(Records to process begins)
//! Application orchestration and command routing.
//!
//! Parses the command line and delegates to the command handlers.

use crate::commands::{self, PlaylistAction};
use crate::logging;
use clap::{CommandFactory, Parser, Subcommand};
use clap_complete::{generate, Shell};
use std::io;

/// A terminal voice memo recorder with a live amplitude meter
#[derive(Parser, Debug)]
#[command(name = "voicerec")]
#[command(version)]
#[command(about = "A terminal voice memo recorder with a live amplitude meter")]
#[command(long_about = "A terminal voice memo recorder with a live amplitude meter.\n\nDEFAULT COMMAND:\n    If no command is specified, 'record' is used by default.\n\nEXAMPLES:\n    # Record a memo (Enter saves, Space pauses, v switches style, Esc discards)\n    $ voicerec\n\n    # Record straight into a playlist\n    $ voicerec record -p ideas\n\n    # Save the running recording from another process\n    $ pkill -USR1 voicerec\n\n    # Browse and inspect recordings\n    $ voicerec list\n    $ voicerec show 2\n    $ voicerec show --print")]
#[command(
    after_help = "CONFIGURATION:\n    Config file:        ~/.config/voicerec/voicerec.toml\n    Recordings:         ~/.local/share/voicerec/recordings\n    Logs:               ~/.local/state/voicerec/voicerec.log.*"
)]
struct Cli {
    /// Add the recording to this playlist (record default command)
    #[arg(short, long, value_name = "PLAYLIST")]
    playlist: Option<String>,

    #[command(subcommand)]
    command: Option<Commands>,
}

#[derive(Subcommand, Debug)]
enum Commands {
    /// Record a voice memo with a live amplitude meter (default)
    ///
    /// Press Enter to save, Space to pause/resume, v to change the
    /// visualizer style, Escape/q to discard. SIGUSR1 also saves.
    #[command(visible_alias = "r")]
    Record {
        /// Add the saved recording to this playlist (name or id)
        #[arg(short, long, value_name = "PLAYLIST")]
        playlist: Option<String>,
    },

    /// List stored recordings, most recent first
    #[command(visible_alias = "ls")]
    List,

    /// Show the waveform of a recording
    Show {
        /// Recording index (1 = most recent)
        #[arg(value_name = "N")]
        index: Option<usize>,

        /// Print a one-line waveform to stdout instead of opening a screen
        #[arg(long)]
        print: bool,
    },

    /// Play a recording using the system audio player
    #[command(visible_alias = "p")]
    Play {
        /// Recording index (1 = most recent)
        #[arg(value_name = "N")]
        index: Option<usize>,
    },

    /// Delete a recording and remove it from all playlists
    Delete {
        /// Recording index (1 = most recent)
        #[arg(value_name = "N")]
        index: usize,
    },

    /// Manage playlists
    Playlist {
        #[command(subcommand)]
        action: PlaylistAction,
    },

    /// Open configuration file in your preferred editor
    #[command(visible_alias = "c")]
    Config,

    /// List available audio input devices
    #[command(name = "list-devices")]
    ListDevices,

    /// Show recent log entries from the application
    Logs,

    /// Generate shell completion script
    ///
    /// Examples:
    ///   voicerec completions bash > voicerec.bash
    ///   voicerec completions zsh > _voicerec
    Completions {
        /// The shell to generate completions for
        #[arg(value_enum)]
        shell: Shell,
    },
}

/// Runs the main application based on command-line arguments.
///
/// # Errors
/// - If logging initialization fails
/// - If command execution fails
pub async fn run() -> anyhow::Result<()> {
    let cli = Cli::parse();

    // Commands that must work without logging.
    match &cli.command {
        Some(Commands::Completions { shell }) => {
            generate(*shell, &mut Cli::command(), "voicerec", &mut io::stdout());
            return Ok(());
        }
        Some(Commands::ListDevices) => return commands::handle_list_devices(),
        Some(Commands::Logs) => return commands::handle_logs(),
        _ => {}
    }

    logging::init_logging()?;

    match cli.command {
        None => commands::handle_record(cli.playlist).await?,
        // An explicit record option wins over the top-level one.
        Some(Commands::Record { playlist }) => {
            commands::handle_record(playlist.or(cli.playlist)).await?
        }
        Some(Commands::List) => commands::handle_list()?,
        Some(Commands::Show { index, print }) => commands::handle_show(index, print).await?,
        Some(Commands::Play { index }) => commands::handle_play(index).await?,
        Some(Commands::Delete { index }) => commands::handle_delete(index)?,
        Some(Commands::Playlist { action }) => commands::handle_playlist(action)?,
        Some(Commands::Config) => commands::handle_config()?,
        Some(Commands::Completions { .. }) | Some(Commands::ListDevices) | Some(Commands::Logs) => {
            unreachable!("These commands are handled earlier")
        }
    }

    Ok(())
}

#[cfg(test)]
mod tests {
    use super::*;

    #[test]
    fn test_cli_is_well_formed() {
        Cli::command().debug_assert();
    }

    #[test]
    fn test_no_subcommand_defaults_to_record() {
        let cli = Cli::try_parse_from(["voicerec", "-p", "ideas"]).unwrap();
        assert!(cli.command.is_none());
        assert_eq!(cli.playlist.as_deref(), Some("ideas"));
    }

    #[test]
    fn test_playlist_subcommands_parse() {
        let cli = Cli::try_parse_from(["voicerec", "playlist", "add", "ideas", "3"]).unwrap();
        match cli.command {
            Some(Commands::Playlist { action }) => assert_eq!(
                action,
                PlaylistAction::Add {
                    playlist: "ideas".to_string(),
                    recording: "3".to_string(),
                }
            ),
            other => panic!("unexpected command: {other:?}"),
        }
    }

    #[test]
    fn test_show_print_flag() {
        let cli = Cli::try_parse_from(["voicerec", "show", "2", "--print"]).unwrap();
        assert!(matches!(
            cli.command,
            Some(Commands::Show {
                index: Some(2),
                print: true
            })
        ));
    }
}
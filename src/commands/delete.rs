//! Delete a stored recording.

use crate::config::VoicerecConfig;
use crate::library::{PlaylistStore, RecordingLibrary};

/// Deletes recording `index` and drops it from every playlist.
///
/// # Errors
/// - If the recording does not exist
/// - If the file cannot be removed
/// - If the playlists cannot be updated
pub fn handle_delete(index: usize) -> anyhow::Result<()> {
    let config_data = VoicerecConfig::load()?;
    let library = RecordingLibrary::open(&config_data.recordings_dir()?)?;
    let recording = library.get(index)?;

    // Open first: a corrupt playlist file should stop us before the file is gone.
    let mut playlists = PlaylistStore::open(&config_data.playlists_path()?)?;

    library.delete(&recording)?;
    let affected = playlists.forget_recording(&recording.id)?;

    println!("Deleted {}", recording.id);
    if affected > 0 {
        println!("Removed from {affected} playlist(s)");
    }
    Ok(())
}
//! Vertical bars rising from the bottom edge.

use super::{fit_to_width, ink_style, to_levels, AmplitudeView, LEVEL_MAX};
use ratatui::layout::Rect;
use ratatui::widgets::Sparkline;
use ratatui::Frame;

const BLOCKS: [char; 8] = ['▁', '▂', '▃', '▄', '▅', '▆', '▇', '█'];

pub struct BarsView;

impl AmplitudeView for BarsView {
    fn render(&self, frame: &mut Frame, area: Rect, samples: &[f32]) {
        let levels = to_levels(&fit_to_width(samples, usize::from(area.width)));
        let sparkline = Sparkline::default()
            .data(&levels)
            .max(LEVEL_MAX)
            .style(ink_style());
        frame.render_widget(sparkline, area);
    }
}

/// Renders amplitudes as one line of block characters, one per sample.
pub fn block_line(samples: &[f32]) -> String {
    samples
        .iter()
        .map(|&s| {
            let index = (s.clamp(0.0, 1.0) * (BLOCKS.len() - 1) as f32).round() as usize;
            BLOCKS[index]
        })
        .collect()
}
(Records to process ends)
Prompt: What lines in the material include the string "Result"? Pull each one out.

Written answer:
pub async fn run() -> anyhow::Result<()> {
pub fn handle_delete(index: usize) -> anyhow::Result<()> {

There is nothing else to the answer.